Work to complete>
Only the lines from the first line of the material below to the line containing "every record and", inclusive, should be copied, each exactly as written.

Source material>
============

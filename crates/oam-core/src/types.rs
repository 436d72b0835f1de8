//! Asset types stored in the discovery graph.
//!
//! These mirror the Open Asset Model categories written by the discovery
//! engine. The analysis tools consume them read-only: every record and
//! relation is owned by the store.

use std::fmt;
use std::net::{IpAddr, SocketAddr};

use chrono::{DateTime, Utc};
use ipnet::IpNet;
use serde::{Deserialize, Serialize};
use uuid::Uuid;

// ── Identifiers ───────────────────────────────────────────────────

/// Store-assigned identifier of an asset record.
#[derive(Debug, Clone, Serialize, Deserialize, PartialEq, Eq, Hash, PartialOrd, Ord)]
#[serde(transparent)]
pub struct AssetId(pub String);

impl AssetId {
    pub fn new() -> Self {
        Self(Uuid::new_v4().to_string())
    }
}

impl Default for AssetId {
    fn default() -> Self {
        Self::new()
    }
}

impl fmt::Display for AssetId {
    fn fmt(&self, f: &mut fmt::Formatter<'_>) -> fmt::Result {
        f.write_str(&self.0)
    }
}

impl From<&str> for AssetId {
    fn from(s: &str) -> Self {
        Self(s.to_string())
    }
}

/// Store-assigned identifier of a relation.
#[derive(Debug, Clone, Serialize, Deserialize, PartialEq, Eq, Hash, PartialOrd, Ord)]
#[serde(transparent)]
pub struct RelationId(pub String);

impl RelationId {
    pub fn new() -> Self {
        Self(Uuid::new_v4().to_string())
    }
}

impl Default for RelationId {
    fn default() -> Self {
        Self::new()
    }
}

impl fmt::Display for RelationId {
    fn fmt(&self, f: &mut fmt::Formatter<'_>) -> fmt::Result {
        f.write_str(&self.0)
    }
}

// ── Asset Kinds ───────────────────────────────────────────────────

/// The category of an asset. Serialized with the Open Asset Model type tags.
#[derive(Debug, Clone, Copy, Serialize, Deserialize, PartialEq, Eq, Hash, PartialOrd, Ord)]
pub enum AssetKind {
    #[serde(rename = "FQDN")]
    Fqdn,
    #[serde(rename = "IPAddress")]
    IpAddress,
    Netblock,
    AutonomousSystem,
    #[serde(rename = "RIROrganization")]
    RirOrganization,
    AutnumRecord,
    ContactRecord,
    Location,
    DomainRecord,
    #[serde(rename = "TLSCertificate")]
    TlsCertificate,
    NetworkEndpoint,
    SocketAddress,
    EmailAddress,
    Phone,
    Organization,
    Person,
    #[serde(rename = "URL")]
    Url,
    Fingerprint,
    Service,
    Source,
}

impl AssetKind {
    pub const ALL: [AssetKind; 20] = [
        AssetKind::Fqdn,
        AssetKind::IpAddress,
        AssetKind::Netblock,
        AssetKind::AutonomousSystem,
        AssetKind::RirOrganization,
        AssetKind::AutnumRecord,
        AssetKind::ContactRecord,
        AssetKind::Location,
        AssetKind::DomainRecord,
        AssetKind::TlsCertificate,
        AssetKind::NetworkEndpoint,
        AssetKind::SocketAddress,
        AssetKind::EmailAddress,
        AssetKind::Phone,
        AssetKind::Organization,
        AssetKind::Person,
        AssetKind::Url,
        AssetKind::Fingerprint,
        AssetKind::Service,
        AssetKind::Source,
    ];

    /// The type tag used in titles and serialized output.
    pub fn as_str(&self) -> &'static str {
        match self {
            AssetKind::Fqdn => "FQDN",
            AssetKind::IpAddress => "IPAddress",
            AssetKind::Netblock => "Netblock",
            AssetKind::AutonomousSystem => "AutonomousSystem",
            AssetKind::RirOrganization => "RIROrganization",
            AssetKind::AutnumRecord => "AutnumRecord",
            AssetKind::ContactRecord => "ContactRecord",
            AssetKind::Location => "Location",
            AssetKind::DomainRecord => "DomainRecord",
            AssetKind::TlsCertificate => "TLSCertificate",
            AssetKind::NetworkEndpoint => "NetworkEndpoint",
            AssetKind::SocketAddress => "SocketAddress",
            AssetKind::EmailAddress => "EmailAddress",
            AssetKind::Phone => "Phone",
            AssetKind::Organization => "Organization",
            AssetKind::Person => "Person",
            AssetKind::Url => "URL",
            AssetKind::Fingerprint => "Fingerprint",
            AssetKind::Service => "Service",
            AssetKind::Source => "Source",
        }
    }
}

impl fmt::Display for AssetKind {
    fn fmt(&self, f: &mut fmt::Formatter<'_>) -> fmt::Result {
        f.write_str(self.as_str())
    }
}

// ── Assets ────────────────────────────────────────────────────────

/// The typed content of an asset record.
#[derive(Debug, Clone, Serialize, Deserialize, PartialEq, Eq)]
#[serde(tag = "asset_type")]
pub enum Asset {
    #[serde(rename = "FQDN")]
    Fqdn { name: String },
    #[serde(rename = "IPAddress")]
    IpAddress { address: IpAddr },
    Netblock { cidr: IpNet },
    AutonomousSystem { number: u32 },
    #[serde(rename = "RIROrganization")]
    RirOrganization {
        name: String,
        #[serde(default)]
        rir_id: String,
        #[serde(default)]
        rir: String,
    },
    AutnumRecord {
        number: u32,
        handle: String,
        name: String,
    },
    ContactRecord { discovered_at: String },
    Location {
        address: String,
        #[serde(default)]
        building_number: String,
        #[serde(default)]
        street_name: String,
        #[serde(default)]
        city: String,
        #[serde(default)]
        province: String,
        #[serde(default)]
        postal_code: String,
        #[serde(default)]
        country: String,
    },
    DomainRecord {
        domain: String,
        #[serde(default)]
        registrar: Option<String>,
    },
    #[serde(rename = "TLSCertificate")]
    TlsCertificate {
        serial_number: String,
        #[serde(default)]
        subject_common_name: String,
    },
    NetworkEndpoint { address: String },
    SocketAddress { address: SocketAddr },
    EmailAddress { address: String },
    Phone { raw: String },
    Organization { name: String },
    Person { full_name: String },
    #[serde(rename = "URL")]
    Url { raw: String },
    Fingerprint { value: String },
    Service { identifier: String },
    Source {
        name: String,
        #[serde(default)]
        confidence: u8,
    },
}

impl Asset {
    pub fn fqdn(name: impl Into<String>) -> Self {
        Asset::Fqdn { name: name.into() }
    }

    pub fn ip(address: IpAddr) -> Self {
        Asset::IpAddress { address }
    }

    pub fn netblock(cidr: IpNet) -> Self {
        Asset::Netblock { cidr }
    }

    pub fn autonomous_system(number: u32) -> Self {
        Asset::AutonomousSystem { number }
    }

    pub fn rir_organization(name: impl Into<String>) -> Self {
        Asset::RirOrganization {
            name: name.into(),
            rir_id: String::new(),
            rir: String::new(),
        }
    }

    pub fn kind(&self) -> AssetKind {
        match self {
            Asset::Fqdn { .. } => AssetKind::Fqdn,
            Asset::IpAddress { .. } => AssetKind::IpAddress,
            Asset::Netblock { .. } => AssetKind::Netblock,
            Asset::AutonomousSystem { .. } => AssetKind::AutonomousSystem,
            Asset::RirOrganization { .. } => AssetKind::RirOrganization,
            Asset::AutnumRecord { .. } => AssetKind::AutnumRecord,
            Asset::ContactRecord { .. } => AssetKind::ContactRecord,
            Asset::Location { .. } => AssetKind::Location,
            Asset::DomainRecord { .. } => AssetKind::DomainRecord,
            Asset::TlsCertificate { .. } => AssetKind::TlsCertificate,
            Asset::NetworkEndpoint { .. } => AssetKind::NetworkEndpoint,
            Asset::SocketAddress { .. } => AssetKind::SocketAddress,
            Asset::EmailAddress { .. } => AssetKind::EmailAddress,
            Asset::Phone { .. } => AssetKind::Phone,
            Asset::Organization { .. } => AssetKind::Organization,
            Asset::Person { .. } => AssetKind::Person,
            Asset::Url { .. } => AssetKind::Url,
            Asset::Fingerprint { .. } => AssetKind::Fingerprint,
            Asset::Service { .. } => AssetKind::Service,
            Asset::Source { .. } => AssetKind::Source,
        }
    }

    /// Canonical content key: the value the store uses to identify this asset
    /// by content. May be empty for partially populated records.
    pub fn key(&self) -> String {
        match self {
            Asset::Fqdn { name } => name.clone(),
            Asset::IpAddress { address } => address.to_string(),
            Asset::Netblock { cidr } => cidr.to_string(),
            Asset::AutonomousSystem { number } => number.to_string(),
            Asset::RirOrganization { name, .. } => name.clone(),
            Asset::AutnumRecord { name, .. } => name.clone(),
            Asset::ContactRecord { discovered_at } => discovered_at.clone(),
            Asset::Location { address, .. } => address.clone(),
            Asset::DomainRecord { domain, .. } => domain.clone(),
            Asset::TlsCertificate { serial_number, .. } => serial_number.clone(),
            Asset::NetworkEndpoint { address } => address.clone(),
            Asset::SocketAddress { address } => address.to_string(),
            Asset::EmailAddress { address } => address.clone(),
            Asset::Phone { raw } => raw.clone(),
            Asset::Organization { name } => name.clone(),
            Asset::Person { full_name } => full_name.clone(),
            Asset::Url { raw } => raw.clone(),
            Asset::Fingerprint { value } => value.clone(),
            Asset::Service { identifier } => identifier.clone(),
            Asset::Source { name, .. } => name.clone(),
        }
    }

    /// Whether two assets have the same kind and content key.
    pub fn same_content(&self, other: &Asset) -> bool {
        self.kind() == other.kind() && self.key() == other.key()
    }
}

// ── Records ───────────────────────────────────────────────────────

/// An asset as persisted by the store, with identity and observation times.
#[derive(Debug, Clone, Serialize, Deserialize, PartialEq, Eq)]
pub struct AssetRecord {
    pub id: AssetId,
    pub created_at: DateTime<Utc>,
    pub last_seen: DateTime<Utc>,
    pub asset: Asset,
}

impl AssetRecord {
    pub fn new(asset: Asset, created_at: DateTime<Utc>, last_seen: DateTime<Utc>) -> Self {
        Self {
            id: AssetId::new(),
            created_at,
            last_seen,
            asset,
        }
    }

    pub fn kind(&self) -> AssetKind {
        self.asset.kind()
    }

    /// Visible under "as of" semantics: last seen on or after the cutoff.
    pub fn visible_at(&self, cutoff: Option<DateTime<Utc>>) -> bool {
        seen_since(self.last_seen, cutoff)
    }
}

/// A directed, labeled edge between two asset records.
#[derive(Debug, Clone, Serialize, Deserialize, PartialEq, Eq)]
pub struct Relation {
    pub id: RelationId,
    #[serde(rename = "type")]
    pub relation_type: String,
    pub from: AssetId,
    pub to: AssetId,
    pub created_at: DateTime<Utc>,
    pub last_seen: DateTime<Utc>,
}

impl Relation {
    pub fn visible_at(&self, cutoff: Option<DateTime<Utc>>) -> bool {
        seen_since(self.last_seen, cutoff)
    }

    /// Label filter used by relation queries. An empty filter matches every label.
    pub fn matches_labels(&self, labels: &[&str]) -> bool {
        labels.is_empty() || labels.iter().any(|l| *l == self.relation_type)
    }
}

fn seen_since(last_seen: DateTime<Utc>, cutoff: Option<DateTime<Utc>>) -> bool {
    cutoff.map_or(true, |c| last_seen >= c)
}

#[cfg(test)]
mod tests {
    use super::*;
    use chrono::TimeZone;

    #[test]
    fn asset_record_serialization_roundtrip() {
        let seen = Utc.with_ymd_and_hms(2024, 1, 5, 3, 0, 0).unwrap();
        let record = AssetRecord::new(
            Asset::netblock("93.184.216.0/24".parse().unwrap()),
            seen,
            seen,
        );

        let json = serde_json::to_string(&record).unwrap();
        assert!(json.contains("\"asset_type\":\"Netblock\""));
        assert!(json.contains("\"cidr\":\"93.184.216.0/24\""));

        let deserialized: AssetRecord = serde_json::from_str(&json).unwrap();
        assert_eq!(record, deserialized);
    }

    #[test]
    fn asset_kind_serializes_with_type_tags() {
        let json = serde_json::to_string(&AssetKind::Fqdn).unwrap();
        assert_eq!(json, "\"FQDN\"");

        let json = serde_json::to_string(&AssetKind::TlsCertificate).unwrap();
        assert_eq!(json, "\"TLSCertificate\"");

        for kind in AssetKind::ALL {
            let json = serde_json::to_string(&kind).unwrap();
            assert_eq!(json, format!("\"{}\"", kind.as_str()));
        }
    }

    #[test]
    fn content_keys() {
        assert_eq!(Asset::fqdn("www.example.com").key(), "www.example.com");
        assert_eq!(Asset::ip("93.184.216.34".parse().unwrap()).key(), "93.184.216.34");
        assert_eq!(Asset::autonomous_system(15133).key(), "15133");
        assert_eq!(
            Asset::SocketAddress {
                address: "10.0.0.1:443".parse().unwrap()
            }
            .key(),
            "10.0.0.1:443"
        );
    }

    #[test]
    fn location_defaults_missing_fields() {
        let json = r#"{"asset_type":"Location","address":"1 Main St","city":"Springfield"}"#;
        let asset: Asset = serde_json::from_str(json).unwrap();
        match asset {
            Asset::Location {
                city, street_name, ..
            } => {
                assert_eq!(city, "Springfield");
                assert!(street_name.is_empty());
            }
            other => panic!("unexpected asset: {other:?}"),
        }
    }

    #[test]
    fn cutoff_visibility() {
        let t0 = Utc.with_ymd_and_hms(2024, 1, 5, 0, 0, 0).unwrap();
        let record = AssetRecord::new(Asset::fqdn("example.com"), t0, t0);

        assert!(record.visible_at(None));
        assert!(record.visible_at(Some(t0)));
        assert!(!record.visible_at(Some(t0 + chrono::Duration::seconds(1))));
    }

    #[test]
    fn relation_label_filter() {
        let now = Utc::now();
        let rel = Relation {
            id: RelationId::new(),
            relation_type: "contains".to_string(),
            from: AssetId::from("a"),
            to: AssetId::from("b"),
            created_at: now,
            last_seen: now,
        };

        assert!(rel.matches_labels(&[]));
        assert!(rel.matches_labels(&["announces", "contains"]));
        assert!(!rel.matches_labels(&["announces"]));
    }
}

============

Answer section>
filename crates/oam-core/src/types.rs
repository 436d72b0835f1de8
//! Asset types stored in the discovery graph.
//!
//! These mirror the Open Asset Model categories written by the discovery
//! engine. The analysis tools consume them read-only: every record and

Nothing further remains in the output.